- Task item:
Your job with the data below is to output exactly the lines from the one holding "pub fn read_u64(buf: &[u8], offset: usize)" down to the one holding "let d1 = LittleEndian::read_u32(&b[0..4]);", both included, and no others.

_ _ _ _

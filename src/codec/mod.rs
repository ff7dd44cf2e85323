//! Primitive codec: fixed-width little-endian reads from a byte buffer.
//!
//! Every function takes `(buffer, offset)` and returns `(value, next_offset)`.
//! Fixed-width reads advance by exactly the width of the type; length
//! prefixed reads consume a `u32` header first.
//!
//! ```text
//! u8 / u16 / u32 / u64 / i8 / i16 / i32 / i64 / f32 / f64   little-endian
//! uuid    = u32 time_low | u16 time_mid | u16 time_hi | u8[8] clock_seq+node
//! text16  = u32 length   | u16[length] UTF-16LE code units
//! text8   = u32 length   | u8[length]  Latin-1
//! ```
//!
//! Reading past the end of the buffer yields [`Error::BufferOverrun`];
//! no partial value is ever returned.

use byteorder::{ByteOrder, LittleEndian};
use uuid::Uuid;

use crate::{Error, Result};

/// Borrow `need` bytes at `offset` or fail with a buffer overrun.
#[inline]
pub fn take(buf: &[u8], offset: usize, need: usize) -> Result<&[u8]> {
    match offset.checked_add(need) {
        Some(end) if end <= buf.len() => Ok(&buf[offset..end]),
        _ => Err(Error::BufferOverrun { offset, need, len: buf.len() }),
    }
}

pub fn read_u8(buf: &[u8], offset: usize) -> Result<(u8, usize)> {
    let b = take(buf, offset, 1)?;
    Ok((b[0], offset + 1))
}

pub fn read_i8(buf: &[u8], offset: usize) -> Result<(i8, usize)> {
    let b = take(buf, offset, 1)?;
    Ok((b[0] as i8, offset + 1))
}

pub fn read_u16(buf: &[u8], offset: usize) -> Result<(u16, usize)> {
    Ok((LittleEndian::read_u16(take(buf, offset, 2)?), offset + 2))
}

pub fn read_i16(buf: &[u8], offset: usize) -> Result<(i16, usize)> {
    Ok((LittleEndian::read_i16(take(buf, offset, 2)?), offset + 2))
}

pub fn read_u32(buf: &[u8], offset: usize) -> Result<(u32, usize)> {
    Ok((LittleEndian::read_u32(take(buf, offset, 4)?), offset + 4))
}

pub fn read_i32(buf: &[u8], offset: usize) -> Result<(i32, usize)> {
    Ok((LittleEndian::read_i32(take(buf, offset, 4)?), offset + 4))
}

pub fn read_u64(buf: &[u8], offset: usize) -> Result<(u64, usize)> {
    Ok((LittleEndian::read_u64(take(buf, offset, 8)?), offset + 8))
}

pub fn read_i64(buf: &[u8], offset: usize) -> Result<(i64, usize)> {
    Ok((LittleEndian::read_i64(take(buf, offset, 8)?), offset + 8))
}

pub fn read_f32(buf: &[u8], offset: usize) -> Result<(f32, usize)> {
    Ok((LittleEndian::read_f32(take(buf, offset, 4)?), offset + 4))
}

pub fn read_f64(buf: &[u8], offset: usize) -> Result<(f64, usize)> {
    Ok((LittleEndian::read_f64(take(buf, offset, 8)?), offset + 8))
}

/// Read a 16 byte UUID record (`time_low`, `time_mid`, `time_hi` little-endian,
/// `clock_seq` and `node` as stored).
pub fn read_uuid(buf: &[u8], offset: usize) -> Result<(Uuid, usize)> {
    let b = take(buf, offset, 16)?;
    let d1 = LittleEndian::read_u32(&b[0..4]);
    let d2 = LittleEndian::read_u16(&b[4..6]);
    let d3 = LittleEndian::read_u16(&b[6..8]);
    let mut d4 = [0u8; 8];
    d4.copy_from_slice(&b[8..16]);
    Ok((Uuid::from_fields(d1, d2, d3, &d4), offset + 16))
}

// ============================================================================
// Fixed-count arrays
// ============================================================================

pub fn read_u8_array(buf: &[u8], offset: usize, count: usize) -> Result<(Vec<u8>, usize)> {
    let b = take(buf, offset, count)?;
    Ok((b.to_vec(), offset + count))
}

pub fn read_u16_array(buf: &[u8], offset: usize, count: usize) -> Result<(Vec<u16>, usize)> {
    let b = take(buf, offset, count.saturating_mul(2))?;
    let mut out = vec![0u16; count];
    LittleEndian::read_u16_into(b, &mut out);
    Ok((out, offset + b.len()))
}

pub fn read_i16_array(buf: &[u8], offset: usize, count: usize) -> Result<(Vec<i16>, usize)> {
    let b = take(buf, offset, count.saturating_mul(2))?;
    let mut out = vec![0i16; count];
    LittleEndian::read_i16_into(b, &mut out);
    Ok((out, offset + b.len()))
}

pub fn read_u32_array(buf: &[u8], offset: usize, count: usize) -> Result<(Vec<u32>, usize)> {
    let b = take(buf, offset, count.saturating_mul(4))?;
    let mut out = vec![0u32; count];
    LittleEndian::read_u32_into(b, &mut out);
    Ok((out, offset + b.len()))
}

pub fn read_i32_array(buf: &[u8], offset: usize, count: usize) -> Result<(Vec<i32>, usize)> {
    let b = take(buf, offset, count.saturating_mul(4))?;
    let mut out = vec![0i32; count];
    LittleEndian::read_i32_into(b, &mut out);
    Ok((out, offset + b.len()))
}

pub fn read_f32_array(buf: &[u8], offset: usize, count: usize) -> Result<(Vec<f32>, usize)> {
    let b = take(buf, offset, count.saturating_mul(4))?;
    let mut out = vec![0f32; count];
    LittleEndian::read_f32_into(b, &mut out);
    Ok((out, offset + b.len()))
}

pub fn read_f64_array(buf: &[u8], offset: usize, count: usize) -> Result<(Vec<f64>, usize)> {
    let b = take(buf, offset, count.saturating_mul(8))?;
    let mut out = vec![0f64; count];
    LittleEndian::read_f64_into(b, &mut out);
    Ok((out, offset + b.len()))
}

// ============================================================================
// Length-prefixed text
// ============================================================================

/// `u32` length followed by that many UTF-16LE code units. Unpaired
/// surrogates are replaced rather than rejected.
pub fn read_text16(buf: &[u8], offset: usize) -> Result<(String, usize)> {
    let (len, i) = read_u32(buf, offset)?;
    let (units, i) = read_u16_array(buf, i, len as usize)?;
    let text = String::from_utf16_lossy(&units);
    Ok((text.trim_end_matches('\0').to_string(), i))
}

/// `u32` length followed by that many 8-bit characters (Latin-1).
pub fn read_text8(buf: &[u8], offset: usize) -> Result<(String, usize)> {
    let (len, i) = read_u32(buf, offset)?;
    let b = take(buf, i, len as usize)?;
    let text: String = b.iter().map(|&c| c as char).collect();
    Ok((text.trim_end_matches('\0').to_string(), i + b.len()))
}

_ _ _ _

- Response below:
pub fn read_u64(buf: &[u8], offset: usize) -> Result<(u64, usize)> {
    Ok((LittleEndian::read_u64(take(buf, offset, 8)?), offset + 8))
}

pub fn read_i64(buf: &[u8], offset: usize) -> Result<(i64, usize)> {
    Ok((LittleEndian::read_i64(take(buf, offset, 8)?), offset + 8))
}

pub fn read_f32(buf: &[u8], offset: usize) -> Result<(f32, usize)> {
    Ok((LittleEndian::read_f32(take(buf, offset, 4)?), offset + 4))
}

pub fn read_f64(buf: &[u8], offset: usize) -> Result<(f64, usize)> {
    Ok((LittleEndian::read_f64(take(buf, offset, 8)?), offset + 8))
}

/// Read a 16 byte UUID record (`time_low`, `time_mid`, `time_hi` little-endian,
/// `clock_seq` and `node` as stored).
pub fn read_uuid(buf: &[u8], offset: usize) -> Result<(Uuid, usize)> {
    let b = take(buf, offset, 16)?;
    let d1 = LittleEndian::read_u32(&b[0..4]);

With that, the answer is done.